The honest, nuanced answer:
| Situation | Verdict |
|---|---|
| Your employer runs Docker Swarm in production | Yes, take it |
| You work at Mirantis or a Mirantis partner | Yes, take it |
| You want a foundational container cert before tackling Kubernetes | Maybe — KCNA is cheaper, newer, and more in-demand |
| You work in a Kubernetes-only environment | Skip it — go straight to KCNA → CKAD/CKA |
| You want the most marketable container credential | CKA dominates by a wide margin in 2026 |
Where Docker Swarm Still Matters
- Telco / edge deployments where Kubernetes is heavyweight
- Smaller organisations that don't need Kubernetes complexity
- Legacy enterprise environments standardised on Mirantis
- Air-gapped or regulated environments with simpler orchestration needs
- Embedded/IoT scenarios where memory budgets favour Swarm
Swarm is not dying, but its share of the orchestration market has shrunk dramatically since 2020.
DCA vs Kubernetes Certs
| Cert | Focus | Cost | Market demand |
|---|---|---|---|
| Mirantis DCA | Docker + Swarm | $195 | Niche, declining |
| KCNA | Kubernetes & cloud-native fundamentals | $250 | Growing rapidly |
| CKAD | Application developer on Kubernetes | $445 | Very high |
| CKA | Kubernetes administrator | $445 | Highest in container space |
4-Week Study Plan
| Week | Focus | Hands-on |
|---|---|---|
| 1 | Images, Dockerfiles, registry | Build and push multi-stage image to local registry |
| 2 | Networking and volumes | Create overlay network, attach volumes to services |
| 3 | Swarm orchestration end-to-end | Deploy stack, rolling update, rollback |
| 4 | Security + practice exams | Image scanning, content trust, two timed practice tests |
Recommended Resources
- Official Mirantis DCA Study Guide (free PDF on training.mirantis.com)

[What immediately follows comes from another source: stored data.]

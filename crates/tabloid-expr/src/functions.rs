//! Helper functions callable from expressions.
//!
//! Every [`ExprEvaluator`](crate::ExprEvaluator) owns its own
//! [`FunctionRegistry`]. The built-in set targets `kubectl` output:
//!
//! | Function | True when |
//! |----------|-----------|
//! | `isready(s)` / `isnotready(s)` | `s` is `m/n` with `m == n` / `m != n` |
//! | `hasrestarts(s)` / `hasnorestarts(s)` | `s` starts with a positive restart count / does not |
//! | `olderthan(a, b)` | duration `a > b` |
//! | `olderthaneq(a, b)` | duration `a >= b` |
//! | `newerthan(a, b)` | duration `a < b` |
//! | `newerthaneq(a, b)` | duration `a <= b` |
//! | `eqduration(a, b)` | duration `a == b` |
//! | `isrunning(s)`, `ispending(s)`, `iscompleted(s)`, `isfailed(s)`, `isterminating(s)` | `s` is that status |
//!
//! Every function can also be called as a method on its first argument:
//! `age.olderthan("1d")` is `olderthan(age, "1d")`.

use std::collections::HashMap;
use std::fmt;
use std::sync::Arc;
use std::time::Duration;

use tabloid::Value;

use crate::duration::parse_duration;
use crate::error::{ExprError, Result};

type Body = dyn Fn(&[Value]) -> Result<Value> + Send + Sync;

/// A named function with a fixed number of arguments.
#[derive(Clone)]
pub struct Function {
    name: String,
    arity: usize,
    body: Arc<Body>,
}

impl Function {
    /// Lowercase name the function is registered under.
    pub fn name(&self) -> &str {
        &self.name
    }

    /// Number of arguments.
    pub fn arity(&self) -> usize {
        self.arity
    }

    /// Calls the function. The argument count is checked at compile time.
    pub fn call(&self, args: &[Value]) -> Result<Value> {
        if args.len() != self.arity {
            return Err(ExprError::Arity {
                name: self.name.clone(),
                expected: self.arity,
                found: args.len(),
            });
        }
        (self.body)(args)
    }
}

impl fmt::Debug for Function {
    fn fmt(&self, f: &mut fmt::Formatter<'_>) -> fmt::Result {
        f.debug_struct("Function")
            .field("name", &self.name)
            .field("arity", &self.arity)
            .finish_non_exhaustive()
    }
}

/// Functions visible to expressions, looked up case-insensitively.
#[derive(Debug, Clone, Default)]
pub struct FunctionRegistry {
    functions: HashMap<String, Function>,
}

impl FunctionRegistry {
    /// Creates an empty registry.
    pub fn new() -> Self {
        Self::default()
    }

    /// Creates a registry holding the built-in helpers.
    pub fn builtin() -> Self {
        let mut registry = Self::new();

        registry.register("isready", 1, |args| {
            Ok(Value::Bool(readiness("isready", &args[0])?))
        });
        registry.register("isnotready", 1, |args| {
            Ok(Value::Bool(!readiness("isnotready", &args[0])?))
        });

        registry.register("hasrestarts", 1, |args| {
            Ok(Value::Bool(has_restarts("hasrestarts", &args[0])?))
        });
        registry.register("hasnorestarts", 1, |args| {
            Ok(Value::Bool(!has_restarts("hasnorestarts", &args[0])?))
        });

        registry.register_duration("olderthan", |a, b| a > b);
        registry.register_duration("olderthaneq", |a, b| a >= b);
        registry.register_duration("newerthan", |a, b| a < b);
        registry.register_duration("newerthaneq", |a, b| a <= b);
        registry.register_duration("eqduration", |a, b| a == b);

        for (name, status) in [
            ("isrunning", "Running"),
            ("ispending", "Pending"),
            ("iscompleted", "Completed"),
            ("isfailed", "Failed"),
            ("isterminating", "Terminating"),
        ] {
            registry.register(name, 1, move |args| {
                Ok(Value::Bool(string_arg(name, &args[0])? == status))
            });
        }

        registry
    }

    /// Registers (or replaces) a function.
    ///
    /// # Example
    ///
    /// ```
    /// use tabloid::Value;
    /// use tabloid_expr::FunctionRegistry;
    ///
    /// let mut registry = FunctionRegistry::builtin();
    /// registry.register("isempty", 1, |args| {
    ///     Ok(Value::Bool(args[0].as_str().is_some_and(str::is_empty)))
    /// });
    /// assert!(registry.get("IsEmpty").is_some());
    /// ```
    pub fn register<F>(&mut self, name: &str, arity: usize, body: F) -> &mut Self
    where
        F: Fn(&[Value]) -> Result<Value> + Send + Sync + 'static,
    {
        let name = name.to_lowercase();
        self.functions.insert(
            name.clone(),
            Function {
                name,
                arity,
                body: Arc::new(body),
            },
        );
        self
    }

    fn register_duration(&mut self, name: &'static str, compare: fn(Duration, Duration) -> bool) {
        self.register(name, 2, move |args| {
            let a = parse_duration(string_arg(name, &args[0])?)?;
            let b = parse_duration(string_arg(name, &args[1])?)?;
            Ok(Value::Bool(compare(a, b)))
        });
    }

    /// Looks up a function by name, ignoring case.
    pub fn get(&self, name: &str) -> Option<&Function> {
        self.functions
            .get(name)
            .or_else(|| self.functions.get(&name.to_lowercase()))
    }

    /// Registered names, sorted.
    pub fn names(&self) -> Vec<&str> {
        let mut names: Vec<&str> = self.functions.keys().map(String::as_str).collect();
        names.sort_unstable();
        names
    }

    /// Number of registered functions.
    pub fn len(&self) -> usize {
        self.functions.len()
    }

    /// Returns `true` if no function is registered.
    pub fn is_empty(&self) -> bool {
        self.functions.is_empty()
    }
}

fn string_arg<'a>(name: &str, value: &'a Value) -> Result<&'a str> {
    value
        .as_str()
        .ok_or_else(|| ExprError::function(name, "only accepts string arguments"))
}

/// `m/n` → `m == n`.
fn readiness(name: &str, value: &Value) -> Result<bool> {
    let text = string_arg(name, value)?;
    let pieces: Vec<&str> = text.split('/').filter(|p| !p.is_empty()).collect();
    match pieces.as_slice() {
        [current, total] => Ok(current.trim() == total.trim()),
        _ => Err(ExprError::function(
            name,
            "only accepts string arguments in the form of <current>/<total>",
        )),
    }
}

/// Whether a `RESTARTS` cell such as `3` or `2 (5m ago)` starts with a
/// positive count. Cells without a count (`<none>`) have no restarts.
fn has_restarts(name: &str, value: &Value) -> Result<bool> {
    let text = string_arg(name, value)?;
    let count = text.split_whitespace().next().unwrap_or_default();
    Ok(!count.is_empty()
        && count.chars().all(|c| c.is_ascii_digit())
        && count.chars().any(|c| c != '0'))
}

#[cfg(test)]
mod tests {
    use super::*;

    fn call(name: &str, args: &[&str]) -> Result<Value> {
        let args: Vec<Value> = args.iter().map(|a| Value::from(*a)).collect();
        FunctionRegistry::builtin().get(name).unwrap().call(&args)
    }

    fn truth(name: &str, args: &[&str]) -> bool {
        call(name, args).unwrap().as_bool().unwrap()
    }

    #[test]
    fn builtin_names() {
        let registry = FunctionRegistry::builtin();
        assert_eq!(
            registry.names(),
            vec![
                "eqduration",
                "hasnorestarts",
                "hasrestarts",
                "iscompleted",
                "isfailed",
                "isnotready",
                "ispending",
                "isready",
                "isrunning",
                "isterminating",
                "newerthan",
                "newerthaneq",
                "olderthan",
                "olderthaneq",
            ]
        );
    }

    #[test]
    fn isready() {
        assert!(truth("isready", &["1/1"]));
        assert!(truth("isready", &["3/3"]));
        assert!(!truth("isready", &["0/1"]));
        assert!(truth("isnotready", &["0/1"]));
        assert!(!truth("isnotready", &["2/2"]));
    }

    #[test]
    fn isready_rejects_malformed_input() {
        assert!(call("isready", &["1"]).is_err());
        assert!(call("isready", &["1/2/3"]).is_err());
        assert!(call("isnotready", &[""]).is_err());

        let err = FunctionRegistry::builtin()
            .get("isready")
            .unwrap()
            .call(&[Value::Number(1.0)])
            .unwrap_err();
        assert_eq!(
            err.to_string(),
            "isready function only accepts string arguments"
        );
    }

    #[test]
    fn hasrestarts() {
        assert!(!truth("hasrestarts", &["0"]));
        assert!(truth("hasrestarts", &["1"]));
        assert!(truth("hasrestarts", &["12"]));
        assert!(truth("hasrestarts", &["1 (5s ago)"]));
        assert!(truth("hasnorestarts", &["0"]));
        assert!(!truth("hasnorestarts", &["4 (2d ago)"]));
        assert!(truth("hasrestarts", &["18446744073709551616"]));
    }

    #[test]
    fn cells_without_a_count_have_no_restarts() {
        for cell in ["<none>", "", "   ", "3d", "-1"] {
            assert!(!truth("hasrestarts", &[cell]), "hasrestarts({cell:?})");
            assert!(truth("hasnorestarts", &[cell]), "hasnorestarts({cell:?})");
        }

        let err = FunctionRegistry::builtin()
            .get("hasrestarts")
            .unwrap()
            .call(&[Value::Number(3.0)])
            .unwrap_err();
        assert_eq!(
            err.to_string(),
            "hasrestarts function only accepts string arguments"
        );
    }

    #[test]
    fn durations() {
        let cases = [
            // a, b, older, older_eq, newer, newer_eq, equal
            ("3h", "1h", true, true, false, false, false),
            ("1h", "3h", false, false, true, true, false),
            ("1h", "1h", false, true, false, true, true),
            ("1d", "24h", false, true, false, true, true),
            ("2w", "13d", true, true, false, false, false),
        ];

        for (a, b, older, older_eq, newer, newer_eq, equal) in cases {
            assert_eq!(truth("olderthan", &[a, b]), older, "olderthan({a}, {b})");
            assert_eq!(truth("olderthaneq", &[a, b]), older_eq, "olderthaneq({a}, {b})");
            assert_eq!(truth("newerthan", &[a, b]), newer, "newerthan({a}, {b})");
            assert_eq!(truth("newerthaneq", &[a, b]), newer_eq, "newerthaneq({a}, {b})");
            assert_eq!(truth("eqduration", &[a, b]), equal, "eqduration({a}, {b})");
        }
    }

    #[test]
    fn durations_reject_bad_input() {
        assert!(call("olderthan", &["1", "1h"]).is_err());
        assert!(call("olderthan", &["1h", "1"]).is_err());
        assert!(call("newerthan", &["soon", "1h"]).is_err());
    }

    #[test]
    fn status_family() {
        assert!(truth("isrunning", &["Running"]));
        assert!(!truth("isrunning", &["running"]));
        assert!(truth("isfailed", &["Failed"]));
        assert!(truth("ispending", &["Pending"]));
        assert!(truth("iscompleted", &["Completed"]));
        assert!(truth("isterminating", &["Terminating"]));
        assert!(!truth("isterminating", &[""]));
    }

    #[test]
    fn arity_is_checked_on_call() {
        let registry = FunctionRegistry::builtin();
        let err = registry
            .get("isready")
            .unwrap()
            .call(&[Value::from("1/1"), Value::from("2/2")])
            .unwrap_err();
        assert_eq!(
            err.to_string(),
            "isready function only accepts 1 argument(s), got 2"
        );
    }

    #[test]
    fn custom_functions_and_case_insensitive_lookup() {
        let mut registry = FunctionRegistry::new();
        assert!(registry.is_empty());

        registry.register("Shout", 1, |args| {
            Ok(Value::String(args[0].as_str().unwrap_or_default().to_uppercase()))
        });
        assert_eq!(registry.len(), 1);
        assert_eq!(registry.get("SHOUT").unwrap().name(), "shout");
        assert_eq!(
            registry.get("shout").unwrap().call(&[Value::from("hi")]).unwrap(),
            Value::from("HI")
        );
    }

    #[test]
    fn registries_are_independent() {
        let mut one = FunctionRegistry::builtin();
        let two = FunctionRegistry::builtin();
        one.register("extra", 0, |_| Ok(Value::Bool(true)));
        assert!(one.get("extra").is_some());
        assert!(two.get("extra").is_none());
    }
}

- Docker official documentation (still the most authoritative reference)
- Play with Docker (free in-browser Docker sandbox)

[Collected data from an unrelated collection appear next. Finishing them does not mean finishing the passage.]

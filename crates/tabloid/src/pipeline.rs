//! End-to-end processing of a buffered table.

use crate::column::Table;
use crate::decompose::decompose;
use crate::error::{Result, TabloidError};
use crate::eval::Evaluator;
use crate::filter::filter;
use crate::project::project;
use crate::segment::segment_header;

/// Configured parse → filter → select run over a whole input.
///
/// # Example
///
/// ```
/// use tabloid::{EvaluationError, Evaluator, Pipeline, Row, Value};
///
/// struct KeepAll;
///
/// impl Evaluator for KeepAll {
///     type Program = ();
///     fn compile(&self, _: &str) -> Result<(), EvaluationError> {
///         Ok(())
///     }
///     fn evaluate(&self, _: &(), _: &Row<'_>) -> Result<Value, EvaluationError> {
///         Ok(Value::Bool(true))
///     }
/// }
///
/// let input = "NAME   STATUS    RESTARTS\nweb      Running   0\ndb       Failed    3\n";
/// let table = Pipeline::new(KeepAll)
///     .expression("anything")
///     .columns(["restarts", "name"])
///     .run(input)
///     .unwrap();
///
/// assert_eq!(table.titles(), vec!["RESTARTS", "NAME"]);
/// assert_eq!(table.row_count(), 2);
/// ```
#[derive(Debug, Clone)]
pub struct Pipeline<E> {
    evaluator: E,
    expression: String,
    columns: Vec<String>,
}

impl<E: Evaluator> Pipeline<E> {
    /// Creates a pipeline that keeps every row and column.
    pub fn new(evaluator: E) -> Self {
        Self {
            evaluator,
            expression: String::new(),
            columns: Vec::new(),
        }
    }

    /// Sets the filter expression. Empty keeps every row.
    pub fn expression(mut self, expression: impl Into<String>) -> Self {
        self.expression = expression.into();
        self
    }

    /// Sets the columns to display, in order. Empty keeps every column.
    pub fn columns<I, S>(mut self, columns: I) -> Self
    where
        I: IntoIterator<Item = S>,
        S: Into<String>,
    {
        self.columns = columns.into_iter().map(Into::into).collect();
        self
    }

    /// The evaluator used for filtering.
    pub fn evaluator(&self) -> &E {
        &self.evaluator
    }

    /// Parses `input`, filters its rows and selects the requested columns.
    ///
    /// The first line is the header. Besides the errors of each stage, this
    /// fails with [`TabloidError::NoData`] when the input has no data rows
    /// and with [`TabloidError::EmptyResult`] when nothing is left to
    /// display.
    pub fn run(&self, input: &str) -> Result<Table> {
        let mut lines = input.lines();
        let header = lines.next().ok_or(TabloidError::EmptyInput)?;

        let table = decompose(segment_header(header)?, lines)?;
        if table.row_count() == 0 {
            return Err(TabloidError::NoData);
        }

        let table = filter(&table, &self.expression, &self.evaluator)?;
        let table = project(&table, self.columns.as_slice())?;

        if table.is_empty() || table.row_count() == 0 {
            return Err(TabloidError::EmptyResult);
        }
        Ok(table)
    }
}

- "Docker Deep Dive" by Nigel Poulton — still the best printed reference
Verdict
The DCA in 2026 is a niche credential. It's still rigorous, still useful where Swarm runs in production, and still a clean way to validate Docker fundamentals. But for the average engineer choosing a single container cert to invest in, KCNA → CKA is the modern path that opens more doors.
Take DCA if your role explicitly demands it. Take KCNA/CKA if you want maximum market value from your container certification spend.